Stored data
────────────────────────────────────────
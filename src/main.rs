use clap::{Parser, Subcommand};
use daqplay::{compose, library, protocol, server};
use daqplay_engine::client::Client;
use daqplay_engine::error::EngineError;
use std::path::PathBuf;
use std::process::exit;
use tracing::error;
use tracing_subscriber::EnvFilter;

#[derive(Parser)]
#[command(name = "daqplay")]
#[command(version, about = "Audio file playback through NI-DAQ analog outputs", long_about = None)]
struct Cli {
    #[command(subcommand)]
    command: Option<Commands>,
}

#[derive(Subcommand)]
enum Commands {
    /// Run the control-socket server (the default when no command is given)
    Serve {
        #[arg(long, default_value_t = protocol::DEFAULT_PORT)]
        port: u16,
    },

    /// Print a file's metadata (rate, channels, chapters, cover art) as JSON
    Metadata {
        path: PathBuf,
        /// Write to a file instead of stdout
        #[arg(short, long)]
        output: Option<PathBuf>,
    },

    /// Scan directories for playable audio files
    Scan {
        dir: PathBuf,
        /// How many directory levels to descend below the root
        #[arg(long, default_value_t = 1)]
        depth: usize,
    },

    /// Assemble a chaptered FLAC from a YAML track list
    Compose {
        spec: PathBuf,
        #[arg(short, long)]
        output: PathBuf,
    },
}

#[tokio::main]
async fn main() {
    tracing_subscriber::fmt()
        .with_env_filter(EnvFilter::try_from_default_env().unwrap_or_else(|_| "info".into()))
        .init();

    let cli = Cli::parse();
    match cli.command.unwrap_or(Commands::Serve {
        port: protocol::DEFAULT_PORT,
    }) {
        Commands::Serve { port } => run_server(port).await,
        Commands::Metadata { path, output } => run_metadata(&path, output.as_deref()),
        Commands::Scan { dir, depth } => run_scan(dir, depth),
        Commands::Compose { spec, output } => run_compose(&spec, &output),
    }
}

async fn run_server(port: u16) {
    let client = Client::default();
    let server = match server::Server::bind(client, port).await {
        Ok(server) => server,
        Err(e) => {
            error!("cannot bind control socket on port {}: {}", port, e);
            exit(1);
        }
    };
    server.serve().await;
}

fn run_metadata(path: &std::path::Path, output: Option<&std::path::Path>) {
    if !path.exists() {
        eprintln!("file not found: {}", path.display());
        exit(3);
    }
    let asset = match library::metadata::extract(path) {
        Ok(asset) => asset,
        Err(EngineError::Decoder(message)) => {
            eprintln!("unsupported codec: {}", message);
            exit(4);
        }
        Err(EngineError::Validation(message)) => {
            eprintln!("{}", message);
            exit(3);
        }
        Err(e) => {
            eprintln!("{}", e);
            exit(1);
        }
    };
    let json = match serde_json::to_string_pretty(&asset) {
        Ok(json) => json,
        Err(e) => {
            eprintln!("cannot serialize metadata: {}", e);
            exit(1);
        }
    };
    match output {
        Some(output) => {
            if let Err(e) = std::fs::write(output, json) {
                eprintln!("cannot write '{}': {}", output.display(), e);
                exit(1);
            }
        }
        None => println!("{}", json),
    }
}

fn run_scan(dir: PathBuf, depth: usize) {
    let result = library::discover(&[dir], depth);
    let listing = serde_json::json!({
        "audioFiles": result.paths,
        "libraryStats": result.stats,
    });
    match serde_json::to_string_pretty(&listing) {
        Ok(json) => println!("{}", json),
        Err(e) => {
            eprintln!("cannot serialize scan result: {}", e);
            exit(1);
        }
    }
}

fn run_compose(spec: &std::path::Path, output: &std::path::Path) {
    match compose::compose(spec, output) {
        Ok(summary) => {
            println!(
                "{} tracks, {} frames at {} Hz -> {}",
                summary.chapters.len(),
                summary.total_frames,
                summary.sample_rate_hz,
                summary.output.display()
            );
        }
        Err(EngineError::Validation(message)) => {
            eprintln!("{}", message);
            exit(2);
        }
        Err(e) => {
            eprintln!("{}", e);
            exit(1);
        }
    }
}
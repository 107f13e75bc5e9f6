use crate::channels::ChannelSpec;
use crate::error::Result;
use crate::registry::DeviceDescriptor;

/// Result of one buffered write against the AO task.
#[derive(Debug, Clone, Copy)]
pub struct WriteOutcome {
    pub frames_queued: usize,
    /// The device consumed past the host write pointer before this write
    /// landed; the missed interval was not under host control.
    pub underflowed: bool,
}

/// One "N samples generated" edge of the hardware sample clock.
#[derive(Debug, Clone, Copy)]
pub struct BlockEdge {
    pub generated_frames: u64,
}

/// Continuous analog-output generation task bound to a set of AO lines.
/// Samples are interleaved frames in device units (volts); writes before
/// `start` prime the onboard buffer.
pub trait AoTask: Send {
    fn start(&mut self) -> Result<()>;
    fn stop(&mut self) -> Result<()>;
    /// Queue `frames` interleaved frames. Blocks while the device buffer is
    /// full; that backpressure is the only intended suspension point.
    fn write(&mut self, interleaved: &[f64], frames: usize) -> Result<WriteOutcome>;
    fn generated_frames(&self) -> Result<u64>;
    /// Return once the device has generated `frames` more frames. This is
    /// the callback edge that paces the frame pump.
    fn wait_block(&mut self, frames: usize) -> Result<BlockEdge>;
}

/// Digital-output task over the named sync lines. The lines follow the
/// transport: HIGH on entry to Playing, LOW on any exit from it.
pub trait DoTask: Send {
    fn set_high(&mut self) -> Result<()>;
    fn set_low(&mut self) -> Result<()>;
}

/// An opened AO+DO task pair sharing a start trigger.
pub struct TaskPair {
    pub ao: Box<dyn AoTask>,
    pub dout: Box<dyn DoTask>,
}

/// A DAQ driver backend: device enumeration plus task creation. Engine and
/// tests construct one explicitly; nothing here is process-global.
pub trait DaqBackend: Send + Sync {
    fn label(&self) -> &'static str;
    /// Enumerate devices. May take tens of milliseconds to seconds against
    /// a real driver; callers cache the result and refresh on request.
    fn enumerate(&self) -> Result<Vec<DeviceDescriptor>>;
    fn driver_version(&self) -> Option<String>;
    fn open(
        &self,
        device: &DeviceDescriptor,
        channels: &ChannelSpec,
        sample_rate_hz: u32,
        samples_per_frame: usize,
    ) -> Result<TaskPair>;
}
────────────────────────────────────────
Problem details |
Search the records for the word "DeviceDescriptor" and copy every line where it occurs.

Output of the task |
use crate::registry::DeviceDescriptor;
    fn enumerate(&self) -> Result<Vec<DeviceDescriptor>>;
        device: &DeviceDescriptor,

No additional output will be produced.